BEGIN

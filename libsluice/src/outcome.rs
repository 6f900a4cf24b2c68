use crate::types::{Destination, Funds};
use alloy_primitives::{Address, U256};
use serde::{Deserialize, Serialize};
use std::collections::BTreeMap;

/// How an allocation's amount may be paid out by the adjudicator.
#[derive(Clone, Copy, Debug, Default, PartialEq, Eq, Serialize, Deserialize)]
pub enum AllocationType {
    /// Paid directly to the destination.
    #[default]
    Simple,
    /// Held back as a guarantee for a funded target channel, reclaimable
    /// once the target finalizes.
    Guarantee,
}

/// A single slice of an asset's outcome: who gets how much.
#[derive(Clone, Debug, Default, PartialEq, Eq, Serialize, Deserialize)]
pub struct Allocation {
    pub destination: Destination,
    pub amount: U256,
    pub allocation_type: AllocationType,
    #[serde(serialize_with = "crate::helpers::to_hex", deserialize_with = "crate::helpers::from_hex")]
    pub metadata: Vec<u8>,
}

impl Allocation {
    pub fn simple(destination: Destination, amount: U256) -> Self {
        Allocation { destination, amount, allocation_type: AllocationType::Simple, metadata: Vec::new() }
    }
}

/// The outcome of one asset: an ordered list of allocations. Order matters;
/// with partial funding the adjudicator pays allocations from the front of
/// the list first.
#[derive(Clone, Debug, Default, PartialEq, Eq, Serialize, Deserialize)]
pub struct SingleAssetExit {
    pub asset: Address,
    #[serde(serialize_with = "crate::helpers::to_hex", deserialize_with = "crate::helpers::from_hex")]
    pub metadata: Vec<u8>,
    pub allocations: Vec<Allocation>,
}

impl SingleAssetExit {
    pub fn total_allocated(&self) -> U256 {
        self.allocations.iter().fold(U256::ZERO, |acc, a| acc + a.amount)
    }
}

/// A full outcome: one entry per asset.
#[derive(Clone, Debug, Default, PartialEq, Eq, Serialize, Deserialize)]
pub struct Exit(pub Vec<SingleAssetExit>);

impl Exit {
    /// The total amount allocated per asset.
    pub fn total_allocated(&self) -> Funds {
        self.0.iter().map(|sae| (sae.asset, sae.total_allocated())).collect()
    }

    /// The total amount allocated to `destination` per asset.
    pub fn total_allocated_for(&self, destination: Destination) -> Funds {
        let mut funds = Funds::new();
        for sae in &self.0 {
            let total = sae
                .allocations
                .iter()
                .filter(|a| a.destination == destination)
                .fold(U256::ZERO, |acc, a| acc + a.amount);
            funds.insert(sae.asset, total);
        }
        funds
    }

    /// Returns true iff, for every asset in `allocation_map`, the supplied
    /// funding covers every allocation up to and including the given one in
    /// this outcome's payout order.
    ///
    /// Returns false if an asset in the map has no matching allocation in
    /// this outcome, or has no funding entry.
    pub fn affords(&self, allocation_map: &BTreeMap<Address, Allocation>, funding: &Funds) -> bool {
        for sae in &self.0 {
            let Some(target) = allocation_map.get(&sae.asset) else {
                continue;
            };
            let Some(available) = funding.0.get(&sae.asset) else {
                return false;
            };
            let mut cumulative = U256::ZERO;
            let mut found = false;
            for allocation in &sae.allocations {
                cumulative += allocation.amount;
                if allocation == target {
                    found = true;
                    break;
                }
            }
            if !found || *available < cumulative {
                return false;
            }
        }
        // Every asset in the map must appear in the outcome.
        allocation_map.keys().all(|asset| self.0.iter().any(|sae| sae.asset == *asset))
    }
}

#[cfg(test)]
mod test {
    use super::*;

    fn destination(byte: u8) -> Destination {
        Destination::from_address(Address::repeat_byte(byte))
    }

    fn two_party_exit() -> Exit {
        Exit(vec![SingleAssetExit {
            asset: Address::ZERO,
            metadata: vec![],
            allocations: vec![
                Allocation::simple(destination(0xaa), U256::from(5)),
                Allocation::simple(destination(0xbb), U256::from(7)),
            ],
        }])
    }

    #[test]
    fn totals() {
        let exit = two_party_exit();
        assert_eq!(exit.total_allocated().held(&Address::ZERO), U256::from(12));
        assert_eq!(exit.total_allocated_for(destination(0xbb)).held(&Address::ZERO), U256::from(7));
        assert_eq!(exit.total_allocated_for(destination(0xcc)).held(&Address::ZERO), U256::ZERO);
    }

    #[test]
    fn affords_respects_payout_order() {
        let exit = two_party_exit();
        let first: BTreeMap<_, _> =
            [(Address::ZERO, Allocation::simple(destination(0xaa), U256::from(5)))].into_iter().collect();
        let second: BTreeMap<_, _> =
            [(Address::ZERO, Allocation::simple(destination(0xbb), U256::from(7)))].into_iter().collect();

        let mut funding = Funds::new();
        funding.insert(Address::ZERO, U256::from(5));
        // The first allocation is covered, the second needs the full 12.
        assert!(exit.affords(&first, &funding));
        assert!(!exit.affords(&second, &funding));

        funding.insert(Address::ZERO, U256::from(12));
        assert!(exit.affords(&second, &funding));
    }

    #[test]
    fn affords_rejects_unknown_targets() {
        let exit = two_party_exit();
        let unknown: BTreeMap<_, _> =
            [(Address::ZERO, Allocation::simple(destination(0xcc), U256::from(1)))].into_iter().collect();
        let mut funding = Funds::new();
        funding.insert(Address::ZERO, U256::from(100));
        assert!(!exit.affords(&unknown, &funding));

        let missing_funding: BTreeMap<_, _> =
            [(Address::ZERO, Allocation::simple(destination(0xaa), U256::from(5)))].into_iter().collect();
        assert!(!exit.affords(&missing_funding, &Funds::new()));
    }
}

END

PROBLEM DETAILS: From the entries above, copy every line where the word "amount" shows up.

EXERCISE RESPONSE:
/// How an allocation's amount may be paid out by the adjudicator.
    pub amount: U256,
    pub fn simple(destination: Destination, amount: U256) -> Self {
        Allocation { destination, amount, allocation_type: AllocationType::Simple, metadata: Vec::new() }
        self.allocations.iter().fold(U256::ZERO, |acc, a| acc + a.amount)
    /// The total amount allocated per asset.
    /// The total amount allocated to `destination` per asset.
                .fold(U256::ZERO, |acc, a| acc + a.amount);
                cumulative += allocation.amount;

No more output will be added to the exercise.